» **Task description**
Please restate the data exactly, from the first line to the last.

▼▼▼

//! Message types exchanged between clients and the authoritative service.
//!
//! All message types derive `Serialize` and `Deserialize` for MessagePack
//! transport. The caller identity for remote actions travels in the
//! [`headers::IDENTITY`] NATS header, not in the payload.

use std::fmt;

use arena_input::{ControlState, TransformSnapshot};
use glam::Vec3;
use serde::{Deserialize, Serialize};
use uuid::Uuid;

/// Table holding one row per registered player.
pub const PLAYER_TABLE: &str = "player";

/// Subscription query every client issues after connecting.
pub const PLAYER_QUERY: &str = "SELECT * FROM player";

// ── Identity ────────────────────────────────────────────────────────────────

/// Stable identity assigned to a connection by the service at handshake.
#[derive(Debug, Clone, Copy, PartialEq, Eq, Hash, PartialOrd, Ord, Serialize, Deserialize)]
pub struct Identity(pub Uuid);

impl Identity {
    /// Mint a fresh random identity.
    #[must_use]
    pub fn random() -> Self {
        Self(Uuid::new_v4())
    }

    /// The short hex prefix used in logs and status text.
    #[must_use]
    pub fn short(&self) -> String {
        self.0.simple().to_string()[..8].to_string()
    }
}

impl fmt::Display for Identity {
    fn fmt(&self, f: &mut fmt::Formatter<'_>) -> fmt::Result {
        write!(f, "{}", self.0)
    }
}

// ── Player rows ─────────────────────────────────────────────────────────────

/// Playable character classes.
#[derive(Debug, Clone, Copy, PartialEq, Eq, Hash, Serialize, Deserialize)]
pub enum CharacterClass {
    Wizard,
    Paladin,
}

impl fmt::Display for CharacterClass {
    fn fmt(&self, f: &mut fmt::Formatter<'_>) -> fmt::Result {
        f.write_str(match self {
            Self::Wizard => "Wizard",
            Self::Paladin => "Paladin",
        })
    }
}

/// Authoritative per-player row.
#[derive(Debug, Clone, PartialEq, Serialize, Deserialize)]
pub struct PlayerRecord {
    pub identity: Identity,
    pub username: String,
    pub character_class: CharacterClass,
    pub position: Vec3,
    /// Euler rotation in radians, `y` is yaw.
    pub rotation: Vec3,
    pub current_animation: String,
    pub health: i32,
    pub max_health: i32,
    pub mana: i32,
    pub max_mana: i32,
    /// Highest input sequence the service has accepted for this player.
    pub last_input_seq: u32,
}

impl PlayerRecord {
    /// A freshly registered player at `position` with full stats.
    #[must_use]
    pub fn spawned(
        identity: Identity,
        username: impl Into<String>,
        character_class: CharacterClass,
        position: Vec3,
    ) -> Self {
        Self {
            identity,
            username: username.into(),
            character_class,
            position,
            rotation: Vec3::ZERO,
            current_animation: "idle".to_string(),
            health: 100,
            max_health: 100,
            mana: 100,
            max_mana: 100,
            last_input_seq: 0,
        }
    }

    /// The row's pose as a transform snapshot.
    #[must_use]
    pub fn transform(&self) -> TransformSnapshot {
        TransformSnapshot::new(self.position, self.rotation)
    }
}

// ── Session establishment ───────────────────────────────────────────────────

/// Opens a session. Published on [`subjects::handshake`](crate::subjects::handshake).
#[derive(Debug, Clone, Serialize, Deserialize)]
pub struct HandshakeRequest {
    /// Logical database the client wants to join.
    pub database: String,
    /// Whether reads should wait for durable confirmation.
    pub confirmed_reads: bool,
}

/// Reply to a [`HandshakeRequest`].
#[derive(Debug, Clone, Serialize, Deserialize)]
pub struct HandshakeAccepted {
    pub identity: Identity,
}

/// Issues the subscription query. Published on
/// [`subjects::subscribe`](crate::subjects::subscribe).
#[derive(Debug, Clone, Serialize, Deserialize)]
pub struct SubscribeRequest {
    pub identity: Identity,
    pub query: String,
}

/// Reply to a [`SubscribeRequest`]; `Applied` carries the backfill rows.
#[derive(Debug, Clone, Serialize, Deserialize)]
pub enum SubscriptionReply {
    Applied { rows: Vec<PlayerRecord> },
    Error { reason: String },
}

/// Announces a local teardown.
#[derive(Debug, Clone, Serialize, Deserialize)]
pub struct Disconnect {
    pub identity: Identity,
}

// ── Remote actions ──────────────────────────────────────────────────────────

/// Argument of the `register_player` action.
#[derive(Debug, Clone, PartialEq, Serialize, Deserialize)]
#[serde(rename_all = "camelCase")]
pub struct RegisterPlayer {
    pub username: String,
    pub character_class: CharacterClass,
}

/// Argument of the `update_player_input` action: the sequenced input plus
/// the client's locally predicted pose.
#[derive(Debug, Clone, PartialEq, Serialize, Deserialize)]
#[serde(rename_all = "camelCase")]
pub struct UpdatePlayerInput {
    pub input: ControlState,
    pub client_pos: Vec3,
    pub client_rot: Vec3,
    pub client_animation: String,
}

/// A named remote action with its single structured argument.
#[derive(Debug, Clone, PartialEq, Serialize, Deserialize)]
pub enum ReducerCall {
    RegisterPlayer(RegisterPlayer),
    UpdatePlayerInput(UpdatePlayerInput),
}

impl ReducerCall {
    /// Action name, used as the last subject token.
    #[must_use]
    pub fn name(&self) -> &'static str {
        match self {
            Self::RegisterPlayer(_) => "register_player",
            Self::UpdatePlayerInput(_) => "update_player_input",
        }
    }
}

/// Reply to a [`ReducerCall`].
#[derive(Debug, Clone, PartialEq, Serialize, Deserialize)]
pub enum ReducerOutcome {
    Ok,
    Rejected { reason: String },
}

// ── Table changes ───────────────────────────────────────────────────────────

/// A row change pushed to every subscribed client, in commit order.
#[derive(Debug, Clone, PartialEq, Serialize, Deserialize)]
pub enum TableEvent {
    Insert(PlayerRecord),
    Update {
        old: PlayerRecord,
        new: PlayerRecord,
    },
    Delete(PlayerRecord),
}

impl TableEvent {
    /// Identity of the row this event touches.
    #[must_use]
    pub fn identity(&self) -> Identity {
        match self {
            Self::Insert(row) | Self::Delete(row) => row.identity,
            Self::Update { new, .. } => new.identity,
        }
    }
}

// ── NATS header keys ────────────────────────────────────────────────────────

/// NATS header keys used for routing metadata.
pub mod headers {
    /// Identity of the connection invoking a remote action.
    pub const IDENTITY: &str = "arena-identity";
}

▲▲▲

» **Response below**
//! Message types exchanged between clients and the authoritative service.
//!
//! All message types derive `Serialize` and `Deserialize` for MessagePack
//! transport. The caller identity for remote actions travels in the
//! [`headers::IDENTITY`] NATS header, not in the payload.

use std::fmt;

use arena_input::{ControlState, TransformSnapshot};
use glam::Vec3;
use serde::{Deserialize, Serialize};
use uuid::Uuid;

/// Table holding one row per registered player.
pub const PLAYER_TABLE: &str = "player";

/// Subscription query every client issues after connecting.
pub const PLAYER_QUERY: &str = "SELECT * FROM player";

// ── Identity ────────────────────────────────────────────────────────────────

/// Stable identity assigned to a connection by the service at handshake.
#[derive(Debug, Clone, Copy, PartialEq, Eq, Hash, PartialOrd, Ord, Serialize, Deserialize)]
pub struct Identity(pub Uuid);

impl Identity {
    /// Mint a fresh random identity.
    #[must_use]
    pub fn random() -> Self {
        Self(Uuid::new_v4())
    }

    /// The short hex prefix used in logs and status text.
    #[must_use]
    pub fn short(&self) -> String {
        self.0.simple().to_string()[..8].to_string()
    }
}

impl fmt::Display for Identity {
    fn fmt(&self, f: &mut fmt::Formatter<'_>) -> fmt::Result {
        write!(f, "{}", self.0)
    }
}

// ── Player rows ─────────────────────────────────────────────────────────────

/// Playable character classes.
#[derive(Debug, Clone, Copy, PartialEq, Eq, Hash, Serialize, Deserialize)]
pub enum CharacterClass {
    Wizard,
    Paladin,
}

impl fmt::Display for CharacterClass {
    fn fmt(&self, f: &mut fmt::Formatter<'_>) -> fmt::Result {
        f.write_str(match self {
            Self::Wizard => "Wizard",
            Self::Paladin => "Paladin",
        })
    }
}

/// Authoritative per-player row.
#[derive(Debug, Clone, PartialEq, Serialize, Deserialize)]
pub struct PlayerRecord {
    pub identity: Identity,
    pub username: String,
    pub character_class: CharacterClass,
    pub position: Vec3,
    /// Euler rotation in radians, `y` is yaw.
    pub rotation: Vec3,
    pub current_animation: String,
    pub health: i32,
    pub max_health: i32,
    pub mana: i32,
    pub max_mana: i32,
    /// Highest input sequence the service has accepted for this player.
    pub last_input_seq: u32,
}

impl PlayerRecord {
    /// A freshly registered player at `position` with full stats.
    #[must_use]
    pub fn spawned(
        identity: Identity,
        username: impl Into<String>,
        character_class: CharacterClass,
        position: Vec3,
    ) -> Self {
        Self {
            identity,
            username: username.into(),
            character_class,
            position,
            rotation: Vec3::ZERO,
            current_animation: "idle".to_string(),
            health: 100,
            max_health: 100,
            mana: 100,
            max_mana: 100,
            last_input_seq: 0,
        }
    }

    /// The row's pose as a transform snapshot.
    #[must_use]
    pub fn transform(&self) -> TransformSnapshot {
        TransformSnapshot::new(self.position, self.rotation)
    }
}

// ── Session establishment ───────────────────────────────────────────────────

/// Opens a session. Published on [`subjects::handshake`](crate::subjects::handshake).
#[derive(Debug, Clone, Serialize, Deserialize)]
pub struct HandshakeRequest {
    /// Logical database the client wants to join.
    pub database: String,
    /// Whether reads should wait for durable confirmation.
    pub confirmed_reads: bool,
}

/// Reply to a [`HandshakeRequest`].
#[derive(Debug, Clone, Serialize, Deserialize)]
pub struct HandshakeAccepted {
    pub identity: Identity,
}

/// Issues the subscription query. Published on
/// [`subjects::subscribe`](crate::subjects::subscribe).
#[derive(Debug, Clone, Serialize, Deserialize)]
pub struct SubscribeRequest {
    pub identity: Identity,
    pub query: String,
}

/// Reply to a [`SubscribeRequest`]; `Applied` carries the backfill rows.
#[derive(Debug, Clone, Serialize, Deserialize)]
pub enum SubscriptionReply {
    Applied { rows: Vec<PlayerRecord> },
    Error { reason: String },
}

/// Announces a local teardown.
#[derive(Debug, Clone, Serialize, Deserialize)]
pub struct Disconnect {
    pub identity: Identity,
}

// ── Remote actions ──────────────────────────────────────────────────────────

/// Argument of the `register_player` action.
#[derive(Debug, Clone, PartialEq, Serialize, Deserialize)]
#[serde(rename_all = "camelCase")]
pub struct RegisterPlayer {
    pub username: String,
    pub character_class: CharacterClass,
}

/// Argument of the `update_player_input` action: the sequenced input plus
/// the client's locally predicted pose.
#[derive(Debug, Clone, PartialEq, Serialize, Deserialize)]
#[serde(rename_all = "camelCase")]
pub struct UpdatePlayerInput {
    pub input: ControlState,
    pub client_pos: Vec3,
    pub client_rot: Vec3,
    pub client_animation: String,
}

/// A named remote action with its single structured argument.
#[derive(Debug, Clone, PartialEq, Serialize, Deserialize)]
pub enum ReducerCall {
    RegisterPlayer(RegisterPlayer),
    UpdatePlayerInput(UpdatePlayerInput),
}

impl ReducerCall {
    /// Action name, used as the last subject token.
    #[must_use]
    pub fn name(&self) -> &'static str {
        match self {
            Self::RegisterPlayer(_) => "register_player",
            Self::UpdatePlayerInput(_) => "update_player_input",
        }
    }
}

/// Reply to a [`ReducerCall`].
#[derive(Debug, Clone, PartialEq, Serialize, Deserialize)]
pub enum ReducerOutcome {
    Ok,
    Rejected { reason: String },
}

// ── Table changes ───────────────────────────────────────────────────────────

/// A row change pushed to every subscribed client, in commit order.
#[derive(Debug, Clone, PartialEq, Serialize, Deserialize)]
pub enum TableEvent {
    Insert(PlayerRecord),
    Update {
        old: PlayerRecord,
        new: PlayerRecord,
    },
    Delete(PlayerRecord),
}

impl TableEvent {
    /// Identity of the row this event touches.
    #[must_use]
    pub fn identity(&self) -> Identity {
        match self {
            Self::Insert(row) | Self::Delete(row) => row.identity,
            Self::Update { new, .. } => new.identity,
        }
    }
}

// ── NATS header keys ────────────────────────────────────────────────────────

/// NATS header keys used for routing metadata.
pub mod headers {
    /// Identity of the connection invoking a remote action.
    pub const IDENTITY: &str = "arena-identity";
}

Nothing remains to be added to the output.